Cold Open · Essay · dec 10, 2025

How Sex and the City 2 Maps the Rise and Fall of the American Empire

Sex and the City 2 is not canonical cinema — and yet, as Hugo Emmerzael argues in his Little White Lies essay, it charts America's imperial confidence and its slow, chaotic unravelling with uncanny precision. In conversation with Kiriko Mechanicus, Hugo revisits the franchise's trajectory from scrappy New York comedy to global luxury spectacle — and asks what it means that its most derided sequel is also its most accidentally revealing document of empire at the point of peak hubris.

Film Journalist · Celebrating Cinema

Sex and the City may not be canonical cinema, but as a cultural artefact it charts America’s imperial confidence, and its slow, chaotic unravelling, with uncanny precision.
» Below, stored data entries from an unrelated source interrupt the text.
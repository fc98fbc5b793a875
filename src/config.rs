use std::{
    env,
    net::{IpAddr, Ipv4Addr, SocketAddr},
    path::PathBuf,
};

/// Operational ceiling on new tokens per request. Bounds worst-case CPU time
/// for a single generation; not client-negotiable.
pub const HARD_TOKEN_CAP: usize = 200;

/// Creation timestamp advertised for the published model on `/v1/models`.
pub const MODEL_CREATED: u64 = 1_769_270_732;

pub const MODEL_OWNER: &str = "owner";

#[derive(Debug, Clone)]
pub struct AppConfig {
    pub listen_addr: SocketAddr,
    pub base_model_path: PathBuf,
    pub adapter_path: PathBuf,
    pub offload_path: PathBuf,
    pub model_name: String,
    pub default_max_tokens: usize,
    pub default_temperature: f64,
}

impl AppConfig {
    pub fn from_env() -> anyhow::Result<Self> {
        let listen_addr = env::var("SERVER_ADDR")
            .unwrap_or_else(|_| "0.0.0.0:8000".into())
            .parse()
            .unwrap_or_else(|_| SocketAddr::new(IpAddr::V4(Ipv4Addr::UNSPECIFIED), 8000));

        let base_model_path = PathBuf::from(
            env::var("BASE_MODEL_PATH")
                .unwrap_or_else(|_| "models/llama-3.1-8b-instruct".to_string()),
        );
        let adapter_path = PathBuf::from(
            env::var("ADAPTER_PATH").unwrap_or_else(|_| "models/chatmod_lora".to_string()),
        );
        let offload_path = PathBuf::from(
            env::var("OFFLOAD_PATH").unwrap_or_else(|_| "models/offload".to_string()),
        );

        let model_name = env::var("MODEL_NAME").unwrap_or_else(|_| "chatmod-lora".to_string());

        let default_max_tokens = env::var("MAX_NEW_TOKENS")
            .ok()
            .and_then(|v| v.parse().ok())
            .unwrap_or(512);
        let default_temperature = env::var("TEMPERATURE")
            .ok()
            .and_then(|v| v.parse().ok())
            .unwrap_or(0.7);

        Ok(Self {
            listen_addr,
            base_model_path,
            adapter_path,
            offload_path,
            model_name,
            default_max_tokens,
            default_temperature,
        })
    }
}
After finally submitting to the franchise this year, host Hugo Emmerzael became obsessed, culminating in his Little White Lies piece “Sex and the City 2 and the End of America.”
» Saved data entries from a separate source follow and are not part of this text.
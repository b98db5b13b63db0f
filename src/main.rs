use std::fs::File;
use std::io::{BufReader, Write as _};
use std::path::PathBuf;
use std::process;

use anyhow::{Context, Result, bail};
use clap::Parser;
use iotimeline::{analyze, render_report};

const REQUIRED_LOGGERS_HELP: &str = "\
Jobs MUST be run in isolation for correct analysis by this tool. Concurrent activity
may result in IOs being incorrectly attributed to the job being analyzed. Do NOT use
this tool to analyze jobs on production clusters.

Analysis requires the following loggers to be enabled:

  com.dremio.exec.work.foreman.AttemptManager   DEBUG
  com.amazonaws.request                         DEBUG
  software.amazon.awssdk.request                DEBUG
  query.logger                                  INFO
  com.dremio.exec.store.dfs.LoggedFileSystem    TRACE";

/// Reconstruct a job's filesystem and object-storage timeline from server logs.
#[derive(Parser)]
#[command(name = "iotimeline", version, after_help = REQUIRED_LOGGERS_HELP)]
struct Cli {
    /// Job ID to reconstruct
    job_id: String,

    /// Root directory of the log folder to scan. There must be a
    /// json/server.json file in this directory.
    log_dir: PathBuf,

    /// Time scale for the visualization: milliseconds of elapsed time per pixel
    #[arg(short = 't', long, default_value_t = 3.0)]
    time_scale: f64,

    /// Output file for the HTML report. If not specified, a temporary file
    /// location will be used.
    #[arg(short = 'o', long)]
    output_file: Option<PathBuf>,

    /// Minimum elapsed time in ms; filesystem calls under this threshold are
    /// filtered out of the report
    #[arg(short = 'm', long, default_value_t = 1)]
    min_elapsed: i64,
}

fn main() {
    env_logger::init();
    let cli = Cli::parse();

    if let Err(e) = run(cli) {
        eprintln!("Error: {e:#}");
        process::exit(1);
    }
}

fn run(cli: Cli) -> Result<()> {
    let log_file = cli.log_dir.join("json").join("server.json");
    if !log_file.exists() {
        bail!("could not find logs at {}", log_file.display());
    }

    let reader = BufReader::new(
        File::open(&log_file).with_context(|| format!("failed to open {}", log_file.display()))?,
    );
    let result = analyze(reader, &cli.job_id, cli.min_elapsed)
        .with_context(|| format!("while scanning {}", log_file.display()))?;

    let Some(timeline) = result else {
        // Expected outcome (wrong id, log rotated away, ...), not a failure
        println!(
            "Could not find relevant log messages for job {} in {}",
            cli.job_id,
            log_file.display()
        );
        return Ok(());
    };

    let html = render_report(&timeline, cli.time_scale)?;
    let output_path = match cli.output_file {
        Some(path) => {
            std::fs::write(&path, html)
                .with_context(|| format!("failed to write report to {}", path.display()))?;
            path
        }
        None => {
            let tmp = tempfile::Builder::new()
                .prefix("iotimeline-")
                .suffix(".html")
                .tempfile()
                .context("failed to create temporary report file")?;
            let (mut file, path) = tmp.keep().context("failed to keep temporary report file")?;
            file.write_all(html.as_bytes())
                .with_context(|| format!("failed to write report to {}", path.display()))?;
            path
        }
    };

    println!("Output file: {}", output_path.display());
    Ok(())
}

#[cfg(test)]
mod tests {
    use super::*;
    use clap::CommandFactory;

    #[test]
    fn test_cli_is_well_formed() {
        Cli::command().debug_assert();
    }

    #[test]
    fn test_cli_defaults() {
        let cli = Cli::try_parse_from(["iotimeline", "1a2b3c", "/var/log/dremio"]).unwrap();
        assert_eq!(cli.job_id, "1a2b3c");
        assert_eq!(cli.time_scale, 3.0);
        assert_eq!(cli.min_elapsed, 1);
        assert!(cli.output_file.is_none());
    }

    #[test]
    fn test_cli_flags() {
        let cli = Cli::try_parse_from([
            "iotimeline",
            "1a2b3c",
            "/var/log/dremio",
            "-t",
            "0.5",
            "-m",
            "10",
            "-o",
            "report.html",
        ])
        .unwrap();
        assert_eq!(cli.time_scale, 0.5);
        assert_eq!(cli.min_elapsed, 10);
        assert_eq!(cli.output_file, Some(PathBuf::from("report.html")));
    }
}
In this episode, Hugo and Kiriko Mechanicus revisit the original series, the two films, and And Just Like That…, tracing how a once-aspirational guide to modern living morphed into something more deranged, unhinged and somehow more American than ever. What emerges is a sharp, fast-moving portrait of how over three decades of shifting national fantasies found their reflection in one of pop culture’s most unlikely mirrors.